Hardback in Very Good condition in a Good Dust Jacket. Light foxing on page edges. Dust Jacket worn with some loss to top/bottom of spine, several small nicks and tears in edges of jacket, edges rubbed, price clipped.

First published in England 1966 by Martin Secker & Warburg Limited, London. Translated by Joel Carmichael. 320 pages. 14.7cm x 22.1cm.


Jacket design by: E.C. Powers.


Never before published, this is an account, by someone who was actually present, of Napoleon's fateful Russian campaign. The young Boris von Uxkull was an Esthonian nobleman attached to the Russian headquarters staff. He was a valiant soldier and a patriot, but he was able to perceive the darker sides and the paradoxes of war.

Altogether, he took part in seventeen battles, first with the rank of Cornet, and later rising to Lieutenant. He was a member of the Allied Armies that entered Paris in 1814, and he took a full part in the life of gallantry that succeeded the harder life of wartime officer. But Uxkull had never been obsessed by his military duties to the exclusion of all else, even during the hardest campaigns, and some of his amorous adventures en route bring Casanova to mind.

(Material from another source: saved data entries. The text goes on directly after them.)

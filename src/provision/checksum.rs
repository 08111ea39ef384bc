use digest::Digest;
use std::path::Path;
use tokio::fs::File;
use tokio::io::{AsyncReadExt, BufReader};

use crate::error::ProvisionError;

#[derive(Debug, Clone, Copy, PartialEq, Eq)]
pub enum ChecksumType {
    Sha1,
    Sha256,
    Sha512,
}

impl ChecksumType {
    /// Guess the digest family from a published checksum file name.
    pub fn from_digest_url(url: &str) -> Self {
        let lower = url.to_lowercase();
        if lower.ends_with(".sha512") || lower.contains("sha512") {
            ChecksumType::Sha512
        } else if lower.ends_with(".sha1") || lower.contains("sha1sum") {
            ChecksumType::Sha1
        } else {
            ChecksumType::Sha256
        }
    }

    fn hex_len(&self) -> usize {
        match self {
            ChecksumType::Sha1 => 40,
            ChecksumType::Sha256 => 64,
            ChecksumType::Sha512 => 128,
        }
    }
}

pub struct ChecksumVerifier;

impl ChecksumVerifier {
    pub async fn calculate_checksum(
        file_path: &Path,
        checksum_type: ChecksumType,
    ) -> Result<String, ProvisionError> {
        match checksum_type {
            ChecksumType::Sha1 => hash_file::<sha1::Sha1>(file_path).await,
            ChecksumType::Sha256 => hash_file::<sha2::Sha256>(file_path).await,
            ChecksumType::Sha512 => hash_file::<sha2::Sha512>(file_path).await,
        }
    }

    /// Find the digest for `asset` in a `sha256sum`-style listing.
    ///
    /// Accepts `<hex>  <name>` lines (optionally `*name`) or a body that is
    /// just the digest.
    pub fn parse_published(
        listing: &str,
        asset: &str,
        checksum_type: ChecksumType,
    ) -> Option<String> {
        let is_digest = |token: &str| {
            token.len() == checksum_type.hex_len() && token.chars().all(|c| c.is_ascii_hexdigit())
        };

        let mut lone = None;
        for line in listing.lines() {
            let mut parts = line.split_whitespace();
            let Some(first) = parts.next() else {
                continue;
            };
            if !is_digest(first) {
                continue;
            }
            match parts.next() {
                Some(name) if name.trim_start_matches('*') == asset => {
                    return Some(first.to_lowercase());
                }
                Some(_) => {}
                None => lone = lone.or_else(|| Some(first.to_lowercase())),
            }
        }
        lone
    }
}

async fn hash_file<D: Digest>(file_path: &Path) -> Result<String, ProvisionError> {
    let file = File::open(file_path)
        .await
        .map_err(|e| ProvisionError::io(format!("Failed to open file: {:?}", file_path), e))?;

    let mut reader = BufReader::new(file);
    let mut buffer = [0; 8192];
    let mut hasher = D::new();

    loop {
        let bytes_read = reader
            .read(&mut buffer)
            .await
            .map_err(|e| ProvisionError::io(format!("Failed to read {:?}", file_path), e))?;
        if bytes_read == 0 {
            break;
        }
        hasher.update(&buffer[..bytes_read]);
    }

    Ok(hasher
        .finalize()
        .iter()
        .map(|b| format!("{:02x}", b))
        .collect())
}

#[cfg(test)]
mod tests {
    use super::*;
    use tempfile::TempDir;

    const HELLO_SHA256: &str = "2cf24dba5fb0a30e26e83b2ac5b9e29e1b161e5c1fa7425e73043362938b9824";

    #[test]
    fn hashes_file_contents() {
        let dir = TempDir::new().unwrap();
        let path = dir.path().join("hello.txt");
        std::fs::write(&path, b"hello").unwrap();

        tokio_test::block_on(async {
            let digest = ChecksumVerifier::calculate_checksum(&path, ChecksumType::Sha256)
                .await
                .unwrap();
            assert_eq!(digest, HELLO_SHA256);

            let sha1 = ChecksumVerifier::calculate_checksum(&path, ChecksumType::Sha1)
                .await
                .unwrap();
            assert_eq!(sha1, "aaf4c61ddcc5e8a2dabede0f3b482cd9aea9434d");
        });
    }

    #[test]
    fn picks_line_for_asset() {
        let listing = format!(
            "{}  other.zip\n{} *ffmpeg-win64.zip\n",
            "a".repeat(64),
            HELLO_SHA256
        );
        assert_eq!(
            ChecksumVerifier::parse_published(&listing, "ffmpeg-win64.zip", ChecksumType::Sha256),
            Some(HELLO_SHA256.to_string())
        );
        assert_eq!(
            ChecksumVerifier::parse_published(&listing, "missing.zip", ChecksumType::Sha256),
            None
        );
    }

    #[test]
    fn accepts_bare_digest() {
        let body = format!("{}\n", HELLO_SHA256.to_uppercase());
        assert_eq!(
            ChecksumVerifier::parse_published(&body, "anything.zip", ChecksumType::Sha256),
            Some(HELLO_SHA256.to_string())
        );
    }

    #[test]
    fn detects_digest_family() {
        assert_eq!(
            ChecksumType::from_digest_url("https://x/checksums.sha256"),
            ChecksumType::Sha256
        );
        assert_eq!(
            ChecksumType::from_digest_url("https://x/ffmpeg.zip.sha512"),
            ChecksumType::Sha512
        );
        assert_eq!(
            ChecksumType::from_digest_url("https://x/f.zip.sha1"),
            ChecksumType::Sha1
        );
    }
}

The second part of these diaries, covering the years 1818 to 1819, describes one of the greatest amorous adventures in Uxkull's life, which began when he was studying philosophy in Heidelberg after his release from the army. With eighteen-year-old Helene, he travels down the Danube, through Linz to Vienna, in an idyll of love and discovery. But, for Uxkull, even the best things must have an end, and he breaks with Helene on returning to Germany. leaving her to continue his studies. His life thereafter, sketched out by his descendant, Dr Detlev von Uexkull, in a short epilogue, was full of travel, further adventures, and of forward - looking practical experiments in estate management and agriculture on his estates in Esthonia.

The diaries make fascinating reading, and they have great value, not only as contemporary history, but as a window onto the mind of a nineteenth-century romantic, a vigorous and exceptional young man at the prime of his life. Comparison with Boswell can hardly be avoided.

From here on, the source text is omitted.